*WHAT NEEDS TO BE DONE*
Search the listing below for the word "module" and copy each line that holds it.
* * * * * * * * *
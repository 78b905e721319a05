//! # Server Reflection
//!
//! This module contains the logic necessary to interact with the gRPC Server
//! Reflection Protocol.
//!
//! It enables the invocation engine to query a server for its own Protobuf
//! schema at runtime, so that calls can be made without pre-compiled
//! descriptors. The protocol bindings come from `tonic-reflection`'s shipped
//! `pb::v1` module; only the consumer side is implemented here.
pub mod client;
* * * * * * * * *
*TASK RESPONSE*
//! This module contains the logic necessary to interact with the gRPC Server
//! `pb::v1` module; only the consumer side is implemented here.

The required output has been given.